- _What you will do_:
In this exercise, set down every entry that follows exactly as it appears.

········

/// Error raised by the admission service.
#[derive(Debug, thiserror::Error)]
pub enum AdmissionError {
    #[error(transparent)]
    Validation(#[from] ValidationError),
    #[error("application not found")]
    NotFound,
    #[error(transparent)]
    InvalidTransition(#[from] TransitionError),
    #[error("application was modified concurrently; re-fetch and retry")]
    Conflict,
    #[error("admission failed during {step}: {reason}")]
    AdmissionFailed { step: AdmissionStep, reason: String },
    #[error("admission store unavailable: {0}")]
    Unavailable(String),
}

impl From<RepositoryError> for AdmissionError {
    fn from(err: RepositoryError) -> Self {
        match err {
            RepositoryError::Conflict => AdmissionError::Conflict,
            RepositoryError::NotFound => AdmissionError::NotFound,
            RepositoryError::Unavailable(reason) => AdmissionError::Unavailable(reason),
        }
    }
}

fn failed(step: AdmissionStep, err: impl fmt::Display) -> AdmissionError {
    AdmissionError::AdmissionFailed {
        step,
        reason: err.to_string(),
    }
}

/// Undo log for the admit sequence; entries are replayed newest first.
enum Compensation {
    ReleaseClaim {
        application_id: ApplicationId,
        attempt: String,
    },
    RemoveStudent(StudentId),
    RevokeAccount(ParentAccountId),
    RestoreApplication(ApplicationRecord),
}

/// Owns the application status field and every transition applied to it.
pub struct AdmissionService {
    ports: AdmissionPorts,
    intake: IntakeValidator,
    numbering: NumberingPolicy,
    default_section: String,
    academic_year: Option<AcademicYear>,
}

········

- _Problem solution_:
/// Error raised by the admission service.
#[derive(Debug, thiserror::Error)]
pub enum AdmissionError {
    #[error(transparent)]
    Validation(#[from] ValidationError),
    #[error("application not found")]
    NotFound,
    #[error(transparent)]
    InvalidTransition(#[from] TransitionError),
    #[error("application was modified concurrently; re-fetch and retry")]
    Conflict,
    #[error("admission failed during {step}: {reason}")]
    AdmissionFailed { step: AdmissionStep, reason: String },
    #[error("admission store unavailable: {0}")]
    Unavailable(String),
}

impl From<RepositoryError> for AdmissionError {
    fn from(err: RepositoryError) -> Self {
        match err {
            RepositoryError::Conflict => AdmissionError::Conflict,
            RepositoryError::NotFound => AdmissionError::NotFound,
            RepositoryError::Unavailable(reason) => AdmissionError::Unavailable(reason),
        }
    }
}

fn failed(step: AdmissionStep, err: impl fmt::Display) -> AdmissionError {
    AdmissionError::AdmissionFailed {
        step,
        reason: err.to_string(),
    }
}

/// Undo log for the admit sequence; entries are replayed newest first.
enum Compensation {
    ReleaseClaim {
        application_id: ApplicationId,
        attempt: String,
    },
    RemoveStudent(StudentId),
    RevokeAccount(ParentAccountId),
    RestoreApplication(ApplicationRecord),
}

/// Owns the application status field and every transition applied to it.
pub struct AdmissionService {
    ports: AdmissionPorts,
    intake: IntakeValidator,
    numbering: NumberingPolicy,
    default_section: String,
    academic_year: Option<AcademicYear>,
}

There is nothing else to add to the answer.